None of these should really have any impact the execution policy of PowerShell, so it's also unclear what would have made that work. In general the other comments about how to enable execution of PowerShell are accurate.

@bfops Short of signing this PowerShell script, the contents of a PowerShell script shouldn't make a tangible differences on weather a machine's Execution Policy allows PowerShell be run from the internet.

rekhoff avatar May 09 '25 23:05 rekhoff

I'm unsure how much work it would be to sign the scripts, but it sounds like this might be a default restriction on Windows machines? Unclear.

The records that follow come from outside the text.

use std::{io, time::Duration};

use anyhow::Result;
use chrono::NaiveDate;
use crossterm::{
    event::{self, Event, KeyCode, KeyEventKind},
    execute,
    terminal::{disable_raw_mode, enable_raw_mode, EnterAlternateScreen, LeaveAlternateScreen},
};
use pioneer_core::i18n::month_names;
use pioneer_core::service_year::{months_of_service_year, service_year_bounds};
use pioneer_core::{
    aggregate, format_hours_minutes, service_year_of, translate, DailyEntry, Message, Pace, ProgressReport, Totals,
};
use ratatui::{
    prelude::*,
    widgets::{Bar, BarChart, BarGroup, Block, BorderType, Borders, Gauge, Padding, Paragraph},
};

use crate::report::{pace_label, signed_hours};
use crate::Context;

// --- THEME ---
struct Theme {
    primary: Color,
    muted: Color,
    text: Color,
    bar: Color,
    behind: Color,
    on_track: Color,
    ahead: Color,
}

const THEME: Theme = Theme {
    primary: Color::Cyan,
    muted: Color::DarkGray,
    text: Color::White,
    bar: Color::Blue,
    behind: Color::Red,
    on_track: Color::Green,
    ahead: Color::Magenta,
};

fn pace_color(pace: Pace) -> Color {
    match pace {
        Pace::Behind => THEME.behind,
        Pace::OnTrack => THEME.on_track,
        Pace::Ahead => THEME.ahead,
    }
}

pub struct DashboardApp {
    pub current_service_year: i32,
    pub service_year: i32,
    /// Oldest service year with data, or the current one.
    pub first_service_year: i32,
    now: NaiveDate,
}

impl DashboardApp {
    pub fn new(entries: &[DailyEntry], now: NaiveDate) -> Self {
        let current = service_year_of(now);
        let first = entries
            .iter()
            .map(|e| service_year_of(e.date))
            .min()
            .unwrap_or(current)
            .min(current);
        Self {
            current_service_year: current,
            service_year: current,
            first_service_year: first,
            now,
        }
    }

    pub fn next_year(&mut self) {
        if self.service_year < self.current_service_year {
            self.service_year += 1;
        }
    }

    pub fn previous_year(&mut self) {
        if self.service_year > self.first_service_year {
            self.service_year -= 1;
        }
    }

    /// Reference date for the selected year: today, or the last day of a past year.
    pub fn reference_date(&self) -> NaiveDate {
        if self.service_year == self.current_service_year {
            self.now
        } else {
            service_year_bounds(self.service_year).1
        }
    }
}

pub fn run(entries: &[DailyEntry], ctx: &Context) -> Result<()> {
    // Terminal setup
    enable_raw_mode()?;
    let mut stdout = io::stdout();
    execute!(stdout, EnterAlternateScreen)?;
    let backend = CrosstermBackend::new(stdout);
    let mut terminal = Terminal::new(backend)?;

    let mut app = DashboardApp::new(entries, ctx.now);

    let res = (|| -> Result<()> {
        loop {
            let reference = app.reference_date();
            let totals = aggregate(entries, reference);
            let report = ProgressReport::evaluate(&totals, ctx.goal, reference);
            terminal.draw(|f| ui(f, &app, &totals, &report, ctx))?;

            if event::poll(Duration::from_millis(100))? {
                if let Event::Key(key) = event::read()? {
                    if key.kind == KeyEventKind::Press {
                        match key.code {
                            KeyCode::Char('q') | KeyCode::Esc => return Ok(()),
                            KeyCode::Left | KeyCode::Char('h') => app.previous_year(),
                            KeyCode::Right | KeyCode::Char('l') => app.next_year(),
                            _ => {}
                        }
                    }
                }
            }
        }
    })();

    // Restore terminal
    disable_raw_mode()?;
    execute!(terminal.backend_mut(), LeaveAlternateScreen)?;
    terminal.show_cursor()?;

    res
}

fn ui(frame: &mut Frame, app: &DashboardApp, totals: &Totals, report: &ProgressReport, ctx: &Context) {
    let main_layout = Layout::default()
        .direction(Direction::Vertical)
        .margin(1)
        .constraints([
            Constraint::Length(3), // Header
            Constraint::Min(10),   // Chart + Sidebar
            Constraint::Length(1), // Footer
        ])
        .split(frame.area());

    // --- Header ---
    let header_layout = Layout::default()
        .direction(Direction::Horizontal)
        .constraints([Constraint::Min(1), Constraint::Length(32)])
        .split(main_layout[0]);

    let subtitle = translate(ctx.lang, Message::HeaderSubtitle, &[]);
    let app_title = Paragraph::new(Line::from(vec![
        Span::styled("PIONEER  ", Style::default().fg(THEME.primary).add_modifier(Modifier::BOLD)),
        Span::styled(subtitle, Style::default().fg(THEME.muted)),
    ]))
    .block(Block::default().padding(Padding::new(0, 0, 1, 0)));
    frame.render_widget(app_title, header_layout[0]);

    let year_label = format!(" {} ", app.service_year);
    let nav_text = Line::from(vec![
        Span::styled(
            " < ",
            Style::default().fg(if app.service_year > app.first_service_year { THEME.text } else { THEME.muted }),
        ),
        Span::styled(year_label, Style::default().fg(THEME.text).add_modifier(Modifier::BOLD)),
        Span::styled(
            " > ",
            Style::default().fg(if app.service_year < app.current_service_year { THEME.text } else { THEME.muted }),
        ),
    ]);
    let nav = Paragraph::new(nav_text)
        .alignment(Alignment::Right)
        .block(Block::default().padding(Padding::new(0, 0, 1, 0)));
    frame.render_widget(nav, header_layout[1]);
    frame.render_widget(
        Block::default().borders(Borders::BOTTOM).border_style(Style::default().fg(THEME.muted)),
        main_layout[0],
    );

    // --- Main Content Split ---
    let content_chunks = Layout::default()
        .direction(Direction::Horizontal)
        .constraints([
            Constraint::Percentage(65), // Chart
            Constraint::Length(1),      // Gutter
            Constraint::Percentage(35), // Info Panel
        ])
        .split(main_layout[1]);

    draw_chart(frame, totals, report, ctx, content_chunks[0]);
    draw_info_panel(frame, report, ctx, content_chunks[2]);

    // --- Footer ---
    let help = Line::from(vec![
        Span::styled("YEAR: ", Style::default().fg(THEME.muted)),
        Span::styled("←/→ ", Style::default().fg(THEME.text)),
        Span::raw("  "),
        Span::styled("QUIT: ", Style::default().fg(THEME.muted)),
        Span::styled("q", Style::default().fg(THEME.text)),
    ]);
    frame.render_widget(Paragraph::new(help).alignment(Alignment::Center), main_layout[2]);
}

fn draw_chart(frame: &mut Frame, totals: &Totals, report: &ProgressReport, ctx: &Context, area: Rect) {
    let names = month_names(ctx.lang);

    let bars: Vec<Bar> = months_of_service_year(totals.service_year)
        .iter()
        .map(|key| {
            let hours = totals.month_hours(key);
            let month_index = key[5..].parse::<usize>().unwrap_or(1) - 1;
            let label: String = names[month_index].chars().take(3).collect();
            let color = if hours >= report.monthly_goal { THEME.on_track } else { THEME.bar };
            Bar::default()
                .label(label)
                .value((hours * 10.0) as u64)
                .style(Style::default().fg(color))
                .text_value(if hours > 0.0 { format_hours_minutes(hours) } else { String::new() })
        })
        .collect();

    let chart_block = Block::default()
        .borders(Borders::ALL)
        .border_type(BorderType::Rounded)
        .border_style(Style::default().fg(THEME.muted))
        .title(format!(" {} ", translate(ctx.lang, Message::NavHistory, &[])));

    let peak = totals.monthly.values().map(|m| m.hours).fold(report.monthly_goal, f64::max);
    let chart = BarChart::default()
        .block(chart_block)
        .bar_width(5)
        .bar_gap(1)
        .data(BarGroup::default().bars(&bars))
        .max((peak * 10.0) as u64);

    frame.render_widget(chart, area);
}

fn draw_info_panel(frame: &mut Frame, report: &ProgressReport, ctx: &Context, area: Rect) {
    let chunks = Layout::default()
        .direction(Direction::Vertical)
        .constraints([
            Constraint::Length(11), // Stats
            Constraint::Min(3),     // Gauge
        ])
        .split(area);

    let row = |msg: Message, value: String, color: Color| {
        Line::from(vec![
            Span::styled(format!("{}: ", translate(ctx.lang, msg, &[])), Style::default().fg(THEME.muted)),
            Span::styled(value, Style::default().fg(color).add_modifier(Modifier::BOLD)),
        ])
    };

    let status_color = if report.monthly_status >= 0.0 { THEME.on_track } else { THEME.behind };
    let goal = format!("{}", report.yearly_goal);
    let info_text = vec![
        Line::from(Span::styled(
            translate(ctx.lang, Message::ProgressGoal, &[goal.as_str()]),
            Style::default().add_modifier(Modifier::BOLD),
        )),
        Line::from(""),
        row(Message::HomeServiceYearHours, format_hours_minutes(report.yearly_hours), THEME.text),
        row(Message::ProgressHoursRemaining, format_hours_minutes(report.hours_needed), THEME.text),
        row(
            Message::ProgressMonthlyAvgNeeded,
            format_hours_minutes(report.monthly_average_needed),
            THEME.text,
        ),
        row(Message::ProgressMonthlyStatus, signed_hours(report.monthly_status), status_color),
    ];

    let info_block = Paragraph::new(info_text).block(
        Block::default()
            .borders(Borders::ALL)
            .border_type(BorderType::Rounded)
            .border_style(Style::default().fg(THEME.muted))
            .title(format!(" {} ", translate(ctx.lang, Message::ProgressTitle, &[]))),
    );
    frame.render_widget(info_block, chunks[0]);

    let label = format!(
        "{:.0}{} · {}",
        report.percentage,
        translate(ctx.lang, Message::ProgressCompleted, &[]),
        pace_label(report.pace, ctx)
    );
    let gauge = Gauge::default()
        .block(
            Block::default()
                .title(format!(" {} ", translate(ctx.lang, Message::NavProgress, &[])))
                .borders(Borders::ALL)
                .border_type(BorderType::Rounded)
                .border_style(Style::default().fg(THEME.muted)),
        )
        .gauge_style(Style::default().fg(pace_color(report.pace)))
        .ratio((report.percentage / 100.0).clamp(0.0, 1.0))
        .label(label);

    frame.render_widget(gauge, chunks[1]);
}

#[cfg(test)]
mod tests {
    use super::*;

    fn entry(date: NaiveDate) -> DailyEntry {
        DailyEntry {
            id: "x".to_string(),
            date,
            hours: 1.0,
        }
    }

    #[test]
    fn test_year_navigation_is_bounded() {
        let now = NaiveDate::from_ymd_opt(2025, 10, 3).unwrap();
        let entries = vec![entry(NaiveDate::from_ymd_opt(2023, 12, 1).unwrap())];
        let mut app = DashboardApp::new(&entries, now);

        assert_eq!(app.service_year, 2026);
        assert_eq!(app.reference_date(), now);
        app.next_year();
        assert_eq!(app.service_year, 2026);

        app.previous_year();
        app.previous_year();
        app.previous_year();
        assert_eq!(app.service_year, 2024);
        assert_eq!(app.reference_date(), NaiveDate::from_ymd_opt(2024, 8, 31).unwrap());
    }
}
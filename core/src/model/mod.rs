pub mod entry;
pub mod totals;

I think this would fix it in principle but essentially relaxes security settings for users:

Set-ExecutionPolicy Unrestricted -Scope LocalMachine

bfops avatar May 20 '25 21:05 bfops

I'm unsure how much work it would be to sign the scripts, but it sounds like this might be a default restriction on Windows machines? Unclear.

This would require obtaining a Code Signing Certificate. Once obtained and setup on a system, that system can sign the PowerShell script. This will add the signature to the file, which is checked before execution.

This would allow the code to be run with an ExecutionPolicy level of RemoteSigned.